Needless to say, McDonald got the attention he wanted—and more. But what do we make of this saga? Who are the heroes and villains? We know some of the “cash value” in this story, but what of its moral lessons?

McDonald was set up for a fall when he was presented, in 2012, as a kind of hero for saving Greener’s documents. At least that’s how Janssen sets it up in his first threat-of-torching story last fall. But it doesn’t take a careful, deep reader of the March 2012 stories to see that McDonald wasn’t just going to give way his findings to the first bidder. He should be commended for not quickly selling to the first potential buyer, the North Side book seller, he consulted in 2009. McDonald resisted, did his due diligence, and deserves fair market value for his personal treasure trove. He also deserves kudos for seeing the historical significance, that the documents represent “a story that had to be told.” None of this makes McDonald either a hero or a villain.
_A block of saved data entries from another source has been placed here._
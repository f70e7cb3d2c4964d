//! Axis-aligned rectangles and cardinal directions
//!
//! Every entity in the simulation is a rectangle; collision is plain
//! rectangle overlap with no swept test.

use glam::Vec2;
use serde::{Deserialize, Serialize};

/// Facing / travel direction
#[derive(Debug, Clone, Copy, PartialEq, Eq, Default, Serialize, Deserialize)]
pub enum Direction {
    #[default]
    Up,
    Right,
    Down,
    Left,
}

impl Direction {
    pub const ALL: [Direction; 4] = [
        Direction::Up,
        Direction::Right,
        Direction::Down,
        Direction::Left,
    ];

    /// Unit vector in screen coordinates (y grows downward)
    pub fn unit(self) -> Vec2 {
        match self {
            Direction::Up => Vec2::new(0.0, -1.0),
            Direction::Right => Vec2::new(1.0, 0.0),
            Direction::Down => Vec2::new(0.0, 1.0),
            Direction::Left => Vec2::new(-1.0, 0.0),
        }
    }
}

/// Axis-aligned rectangle (top-left origin)
#[derive(Debug, Clone, Copy, PartialEq, Serialize, Deserialize)]
pub struct Rect {
    pub pos: Vec2,
    pub size: Vec2,
}

impl Rect {
    pub fn new(pos: Vec2, size: Vec2) -> Self {
        Self { pos, size }
    }

    /// Square rectangle at `pos`
    pub fn square(pos: Vec2, side: f32) -> Self {
        Self::new(pos, Vec2::splat(side))
    }

    pub fn min(&self) -> Vec2 {
        self.pos
    }

    pub fn max(&self) -> Vec2 {
        self.pos + self.size
    }

    pub fn center(&self) -> Vec2 {
        self.pos + self.size * 0.5
    }

    /// Strict overlap: rectangles that only share an edge do not collide
    pub fn overlaps(&self, other: &Rect) -> bool {
        let (a_min, a_max) = (self.min(), self.max());
        let (b_min, b_max) = (other.min(), other.max());
        a_min.x < b_max.x && a_max.x > b_min.x && a_min.y < b_max.y && a_max.y > b_min.y
    }

    pub fn translated(&self, delta: Vec2) -> Rect {
        Rect::new(self.pos + delta, self.size)
    }

    /// Move this rect so it lies inside `bounds` (no-op if it already does)
    pub fn clamped_within(&self, bounds: &Rect) -> Rect {
        let max_pos = (bounds.max() - self.size).max(bounds.min());
        Rect::new(self.pos.clamp(bounds.min(), max_pos), self.size)
    }
}
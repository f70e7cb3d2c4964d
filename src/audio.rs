//! Sound effects as fire-and-forget side effects
//!
//! The simulation never waits on audio. Without a backend every call is a
//! no-op, so a missing sound device never changes how a match plays out.

use crate::sim::{GameEvent, Owner, StructureKind};

/// Sound effect types
#[derive(Debug, Clone, Copy, PartialEq, Eq)]
pub enum SoundEffect {
    /// Match begins
    Start,
    /// Player tank fires
    PlayerFire,
    /// Enemy tank fires
    EnemyFire,
    /// Bullet absorbed by a structure that survives the hit
    Ricochet,
    /// Brick knocked out
    BrickBreak,
    /// Tank damaged but still standing
    TankHit,
    /// Tank destroyed
    Explosion,
    /// Headquarters lost
    BaseDestroyed,
    /// Two bullets cancelled mid-air
    BulletClash,
    /// Item appears on the map
    ItemAppear,
    /// Item collected
    ItemCollect,
    Victory,
    GameOver,
}

impl SoundEffect {
    /// The sound an event makes, if any
    pub fn for_event(event: &GameEvent) -> Option<Self> {
        let effect = match event {
            GameEvent::MatchStarted => Self::Start,
            GameEvent::Fire(Owner::Player) => Self::PlayerFire,
            GameEvent::Fire(Owner::Enemy(_)) => Self::EnemyFire,
            GameEvent::StructureHit(_) => Self::Ricochet,
            GameEvent::StructureDestroyed(StructureKind::Brick) => Self::BrickBreak,
            GameEvent::StructureDestroyed(_) => Self::Ricochet,
            GameEvent::HeadquartersDestroyed => Self::BaseDestroyed,
            GameEvent::PlayerHit | GameEvent::EnemyHit(_) => Self::TankHit,
            GameEvent::LifeLost | GameEvent::EnemyDestroyed(_) => Self::Explosion,
            GameEvent::ProjectilesCancelled => Self::BulletClash,
            GameEvent::ItemDropped(_) => Self::ItemAppear,
            GameEvent::ItemCollected(_) => Self::ItemCollect,
            GameEvent::ItemExpired(_) => return None,
            GameEvent::Victory => Self::Victory,
            GameEvent::Defeat => Self::GameOver,
        };
        Some(effect)
    }
}

/// Something that can make noise
pub trait AudioBackend {
    /// Start playing `effect` at `volume` (0.0 - 1.0). Must not block.
    fn play(&mut self, effect: SoundEffect, volume: f32);
}

/// Backend for headless runs: each sound becomes a trace log line
#[derive(Debug, Default, Clone, Copy)]
pub struct LogAudio;

impl AudioBackend for LogAudio {
    fn play(&mut self, effect: SoundEffect, volume: f32) {
        log::trace!("Playing {:?} at volume {:.2}", effect, volume);
    }
}

/// Audio manager for the game
pub struct AudioManager {
    backend: Option<Box<dyn AudioBackend>>,
    master_volume: f32,
    sfx_volume: f32,
    muted: bool,
}

impl Default for AudioManager {
    fn default() -> Self {
        Self::new(None)
    }
}

impl AudioManager {
    pub fn new(backend: Option<Box<dyn AudioBackend>>) -> Self {
        if backend.is_none() {
            log::warn!("No audio backend available - audio disabled");
        }
        Self {
            backend,
            master_volume: 0.8,
            sfx_volume: 1.0,
            muted: false,
        }
    }

    pub fn is_enabled(&self) -> bool {
        self.backend.is_some()
    }

    /// Set master volume (0.0 - 1.0)
    pub fn set_master_volume(&mut self, vol: f32) {
        self.master_volume = vol.clamp(0.0, 1.0);
    }

    /// Set SFX volume (0.0 - 1.0)
    pub fn set_sfx_volume(&mut self, vol: f32) {
        self.sfx_volume = vol.clamp(0.0, 1.0);
    }

    /// Mute/unmute all audio
    pub fn set_muted(&mut self, muted: bool) {
        self.muted = muted;
    }

    fn effective_volume(&self) -> f32 {
        if self.muted {
            0.0
        } else {
            self.master_volume * self.sfx_volume
        }
    }

    /// Play a sound effect
    pub fn play(&mut self, effect: SoundEffect) {
        let vol = self.effective_volume();
        if vol <= 0.0 {
            return;
        }
        if let Some(backend) = self.backend.as_mut() {
            backend.play(effect, vol);
        }
    }

    /// Play whatever the last tick's events call for
    pub fn play_events(&mut self, events: &[GameEvent]) {
        for effect in events.iter().filter_map(SoundEffect::for_event) {
            self.play(effect);
        }
    }
}

#[cfg(test)]
mod tests {
    use super::*;
    use crate::sim::{EnemyClass, ItemKind};
    use std::cell::RefCell;
    use std::rc::Rc;

    /// Records what would have been played
    struct Recorder(Rc<RefCell<Vec<(SoundEffect, f32)>>>);

    impl AudioBackend for Recorder {
        fn play(&mut self, effect: SoundEffect, volume: f32) {
            self.0.borrow_mut().push((effect, volume));
        }
    }

    fn recording() -> (AudioManager, Rc<RefCell<Vec<(SoundEffect, f32)>>>) {
        let log = Rc::new(RefCell::new(Vec::new()));
        let manager = AudioManager::new(Some(Box::new(Recorder(log.clone()))));
        (manager, log)
    }

    #[test]
    fn test_event_mapping() {
        assert_eq!(
            SoundEffect::for_event(&GameEvent::Fire(Owner::Enemy(3))),
            Some(SoundEffect::EnemyFire)
        );
        assert_eq!(
            SoundEffect::for_event(&GameEvent::StructureDestroyed(StructureKind::Brick)),
            Some(SoundEffect::BrickBreak)
        );
        assert_eq!(
            SoundEffect::for_event(&GameEvent::StructureHit(StructureKind::Iron)),
            Some(SoundEffect::Ricochet)
        );
        assert_eq!(
            SoundEffect::for_event(&GameEvent::EnemyDestroyed(EnemyClass::Fast)),
            Some(SoundEffect::Explosion)
        );
        assert_eq!(
            SoundEffect::for_event(&GameEvent::ItemExpired(ItemKind::Gun)),
            None
        );
    }

    #[test]
    fn test_no_backend_is_silent_noop() {
        let mut manager = AudioManager::default();
        assert!(!manager.is_enabled());
        manager.play(SoundEffect::Explosion);
        manager.play_events(&[GameEvent::Victory]);
    }

    #[test]
    fn test_log_backend_enables_audio() {
        let mut manager = AudioManager::new(Some(Box::new(LogAudio)));
        assert!(manager.is_enabled());
        manager.play_events(&[GameEvent::MatchStarted, GameEvent::Defeat]);
    }

    #[test]
    fn test_play_events_uses_volume() {
        let (mut manager, log) = recording();
        manager.set_master_volume(0.5);
        manager.play_events(&[
            GameEvent::Fire(Owner::Player),
            GameEvent::ItemExpired(ItemKind::Star),
            GameEvent::HeadquartersDestroyed,
        ]);
        let played = log.borrow();
        assert_eq!(
            *played,
            vec![
                (SoundEffect::PlayerFire, 0.5),
                (SoundEffect::BaseDestroyed, 0.5)
            ]
        );
    }

    #[test]
    fn test_muted_plays_nothing() {
        let (mut manager, log) = recording();
        manager.set_muted(true);
        manager.play(SoundEffect::Start);
        assert!(log.borrow().is_empty());
    }
}
//! Keyboard state folded into per-tick commands

use crate::sim::{Direction, TickInput};

/// Keys the game cares about. Hosts map their own key codes onto these.
#[derive(Debug, Clone, Copy, PartialEq, Eq)]
pub enum Key {
    Up,
    Down,
    Left,
    Right,
    Fire,
    /// Leave the start screen
    Start,
    /// Go straight into a new match from game over
    Restart,
    /// Anything else; still counts as "press any key"
    Other,
}

impl Key {
    fn direction(self) -> Option<Direction> {
        match self {
            Key::Up => Some(Direction::Up),
            Key::Down => Some(Direction::Down),
            Key::Left => Some(Direction::Left),
            Key::Right => Some(Direction::Right),
            _ => None,
        }
    }
}

/// Tracks held keys between ticks
#[derive(Debug, Clone, Default)]
pub struct InputTracker {
    /// Held directions, most recently pressed last
    held: Vec<Direction>,
    fire_held: bool,
    fire: bool,
    start: bool,
    acknowledge: bool,
    restart: bool,
}

impl InputTracker {
    pub fn new() -> Self {
        Self::default()
    }

    pub fn key_down(&mut self, key: Key) {
        self.acknowledge = true;
        if let Some(direction) = key.direction() {
            self.held.retain(|d| *d != direction);
            self.held.push(direction);
            return;
        }
        match key {
            Key::Fire => {
                // Auto-repeat does not fire again
                if !self.fire_held {
                    self.fire = true;
                }
                self.fire_held = true;
            }
            Key::Start => self.start = true,
            Key::Restart => self.restart = true,
            _ => {}
        }
    }

    pub fn key_up(&mut self, key: Key) {
        if let Some(direction) = key.direction() {
            self.held.retain(|d| *d != direction);
        } else if key == Key::Fire {
            self.fire_held = false;
        }
    }

    /// Forget everything, e.g. when the window loses focus
    pub fn release_all(&mut self) {
        *self = Self::default();
    }

    /// Input for the next tick. One-shot actions are cleared once read.
    pub fn take_input(&mut self) -> TickInput {
        TickInput {
            direction: self.held.last().copied(),
            fire: std::mem::take(&mut self.fire),
            start: std::mem::take(&mut self.start),
            acknowledge: std::mem::take(&mut self.acknowledge),
            restart: std::mem::take(&mut self.restart),
        }
    }
}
He seems like an average working-class guy who got lucky—and had the wherewithal to know he was lucky.

Harvard University, on the other hand, comes off as, well, cheap—given its relative financial status in the higher education landscape. This seems especially so since the University of South Carolina paid $52,000 for just two documents. Even if Harvard’s “significantly more” offer for the rest of the documents was $15,000 rather than $7,500, well, that seems far off the value of McDonald’s holdings. To put things in perspective, as of mid-year 2012 Harvard’s endowment hovered around $30 billion—that’s $30,000,000,000. I realize that archives and libraries are perpetually underfunded, but something tells me that Harvard could give McDonald $50,000 without harming its students, staff, and faculty. Surely a savvy development person at Harvard could convince a wealthy alum to fund the purchase and gift the papers to the archives. I see no public relations benefit for Harvard in low balling a South Side, African-American construction worker. I hope Harvard isn’t subtly (or not-so-subtly) playing a race/class card.

McDonald was wrong to threaten destruction of the documents. It would’ve been a clear violation of the common good. Although he found them, they ultimately belong in an archives for study and professional preservation. But his frustration is totally understandable. He’s probably not a well-off citizen (yes, this is speculative), and he’s been holding onto the collection for almost five years now. The offer from Harvard suffered by contrast to what he had received from the University of South Carolina. In the meantime, so long as McDonald preserves the documents in good faith, there’s nothing wrong with holding out for fair market value if other buyers exist.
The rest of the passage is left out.